Kemungkinan Jadi Penasihat Prabowo, Jokowi Buka Suara

Berita557 views

Inionline.id – Presiden Joko Widodo (Jokowi) merespons isu yang menyebutkan namanya potensial masuk sebagai penasihat Presiden terpilih Prabowo Subianto melalui pembentukan Dewan Pertimbangan Agung (DPA).

Jokowi tak menampik atau membenarkan secara langsung. Ia hanya mengingatkan bahwa dirinya masih menjabat sebagai Presiden RI hingga Oktober 2024 nanti.
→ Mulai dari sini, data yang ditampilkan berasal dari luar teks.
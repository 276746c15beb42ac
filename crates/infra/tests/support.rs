//! Shared helpers for infra integration tests.

#![allow(dead_code)]

use std::sync::Arc;

use chrono::{DateTime, TimeZone, Utc};
use serde_json::{json, Value};
use ticktally_domain::StoreConfig;
use ticktally_infra::RestClient;
use uuid::Uuid;
use wiremock::MockServer;

pub const API_KEY: &str = "anon-key";

pub fn t0() -> DateTime<Utc> {
    Utc.with_ymd_and_hms(2024, 3, 1, 9, 0, 0).unwrap()
}

pub fn store_config(server: &MockServer) -> StoreConfig {
    StoreConfig {
        base_url: server.uri(),
        api_key: API_KEY.into(),
        access_token: None,
        timeout_seconds: 5,
    }
}

/// Client pointed at `server`, authenticated with only the public key.
pub fn rest_client(server: &MockServer) -> Arc<RestClient> {
    Arc::new(RestClient::new(&store_config(server)).expect("rest client"))
}

pub fn time_entry_row(id: Uuid, task_id: Uuid, running: bool) -> Value {
    json!({
        "id": id,
        "task_id": task_id,
        "project_id": Uuid::nil(),
        "owner_id": Uuid::nil(),
        "start_time": t0(),
        "end_time": null,
        "duration_seconds": null,
        "is_running": running,
        "is_paused": false,
        "paused_seconds": 0,
        "paused_at": null
    })
}

pub fn project_row(id: Uuid, name: &str) -> Value {
    json!({
        "id": id,
        "name": name,
        "hourly_rate": 40.0,
        "owner_id": Uuid::nil(),
        "team_id": null,
        "created_at": t0()
    })
}

pub fn task_row(id: Uuid, project_id: Uuid, name: &str) -> Value {
    json!({
        "id": id,
        "project_id": project_id,
        "name": name,
        "elapsed_seconds": 0,
        "is_completed": false,
        "created_at": t0()
    })
}

pub fn tag_row(id: Uuid, name: &str) -> Value {
    json!({ "id": id, "name": name, "owner_id": Uuid::nil(), "created_at": t0() })
}
use std::time::Duration;

use reqwest::header::HeaderMap;
use reqwest::{Client as ReqwestClient, Method, RequestBuilder, Response};
use ticktally_domain::constants::DEFAULT_STORE_TIMEOUT_SECS;
use ticktally_domain::TickTallyError;
use tracing::debug;

use crate::errors::InfraError;

/// HTTP transport for the hosted store.
///
/// Every request is sent exactly once; store writes are not idempotent.
#[derive(Clone)]
pub struct HttpClient {
    client: ReqwestClient,
}

impl HttpClient {
    pub fn builder() -> HttpClientBuilder {
        HttpClientBuilder::default()
    }

    /// Client with the default timeout and user agent.
    pub fn new() -> Result<Self, TickTallyError> {
        Self::builder().build()
    }

    pub fn request<U>(&self, method: Method, url: U) -> RequestBuilder
    where
        U: reqwest::IntoUrl,
    {
        self.client.request(method, url)
    }

    /// Send `builder` once.
    ///
    /// Transport failures become domain errors. Non-success statuses are
    /// returned as responses for the caller to map.
    pub async fn send(&self, builder: RequestBuilder) -> Result<Response, TickTallyError> {
        let request = builder.build().map_err(into_domain)?;
        let method = request.method().clone();
        let url = request.url().clone();
        debug!(%method, %url, "sending HTTP request");

        match self.client.execute(request).await {
            Ok(response) => {
                debug!(%method, %url, status = %response.status(), "received HTTP response");
                Ok(response)
            }
            Err(err) => {
                debug!(%method, %url, error = %err, "HTTP request failed");
                Err(into_domain(err))
            }
        }
    }
}

#[derive(Debug)]
pub struct HttpClientBuilder {
    timeout: Duration,
    user_agent: String,
    default_headers: Option<HeaderMap>,
}

impl Default for HttpClientBuilder {
    fn default() -> Self {
        Self {
            timeout: Duration::from_secs(DEFAULT_STORE_TIMEOUT_SECS),
            user_agent: concat!("ticktally/", env!("CARGO_PKG_VERSION")).to_string(),
            default_headers: None,
        }
    }
}

impl HttpClientBuilder {
    pub fn timeout(mut self, timeout: Duration) -> Self {
        self.timeout = timeout;
        self
    }

    pub fn user_agent(mut self, agent: impl Into<String>) -> Self {
        self.user_agent = agent.into();
        self
    }

    pub fn default_headers(mut self, headers: HeaderMap) -> Self {
        self.default_headers = Some(headers);
        self
    }

    pub fn build(self) -> Result<HttpClient, TickTallyError> {
        let mut builder =
            ReqwestClient::builder().timeout(self.timeout).user_agent(self.user_agent).no_proxy();
        if let Some(headers) = self.default_headers {
            builder = builder.default_headers(headers);
        }
        let client = builder.build().map_err(into_domain)?;
        Ok(HttpClient { client })
    }
}

fn into_domain(err: reqwest::Error) -> TickTallyError {
    InfraError::from(err).into()
}
//! Adapters for the hosted table store
//!
//! Every adapter shares one [`RestClient`], so a token refresh applies to all
//! of them at once.

pub mod plans;
pub mod projects;
pub mod rest;
pub mod server_time;
pub mod tags;
pub mod time_entries;

pub use plans::RestPlanProvider;
pub use projects::{RestProjectStore, RestTaskStore};
pub use rest::RestClient;
pub use server_time::ServerTimeClient;
pub use tags::RestTagStore;
pub use time_entries::RestTimeEntryStore;

pub(crate) const PROJECTS_TABLE: &str = "projects";
pub(crate) const TASKS_TABLE: &str = "tasks";
pub(crate) const TIME_ENTRIES_TABLE: &str = "time_entries";
pub(crate) const TAGS_TABLE: &str = "tags";
pub(crate) const TASK_TAGS_TABLE: &str = "task_tags";
pub(crate) const PROFILES_TABLE: &str = "profiles";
“Ini saya itu masih jadi Presiden sampai enam bulan lagi lho, masih presiden sekarang ini,” kata Jokowi usai meninjau RSUD Kabupaten Konawe, Sulawesi Tenggara, Selasa (14/5).

Jokowi pun heran lantaran pertanyaan dan isu tersebut dilontarkan saat ini.

“Sekarang masih bekerja sampai sekarang ini ditanyakan begitu,” imbuhnya.

Belakangan, Presiden Jokowi dianggap memungkinkan untuk menjadi penasihat Prabowo Subianto melalui pengaktifan kembali lembaga DPA.

Sekretaris Jenderal DPP Partai Gerindra Ahmad Muzani mengatakan saat ini semua lembaga tengah dikaji, termasuk DPA.

Adapun pembicaraan terkait DPA juga mencuat usai Ketua MPR Bambang Soesatyo melempar usul untuk melembagakan presidential club gagasan Prabowo Subianto dalam bentuk DPA. Nantinya komposisi DPA itu akan diisi oleh mantan presiden dan wakil presiden RI yang masih hidup.

Adapun DPA merupakan lembaga tinggi negara sebelum akhirnya dibubarkan pada masa reformasi 1998 silam.

Pembubaran DPA itu bersamaan dengan dihapuskannya Bab IV soal DPA di UUD NRI 1945 lewat amendemen keempat pada Agustus 2002 silam.

Sebelum dibubarkan, DPA berkewajiban memberikan jawaban atas pertanyaan presiden serta berhak mengajukan usul ke pemerintah.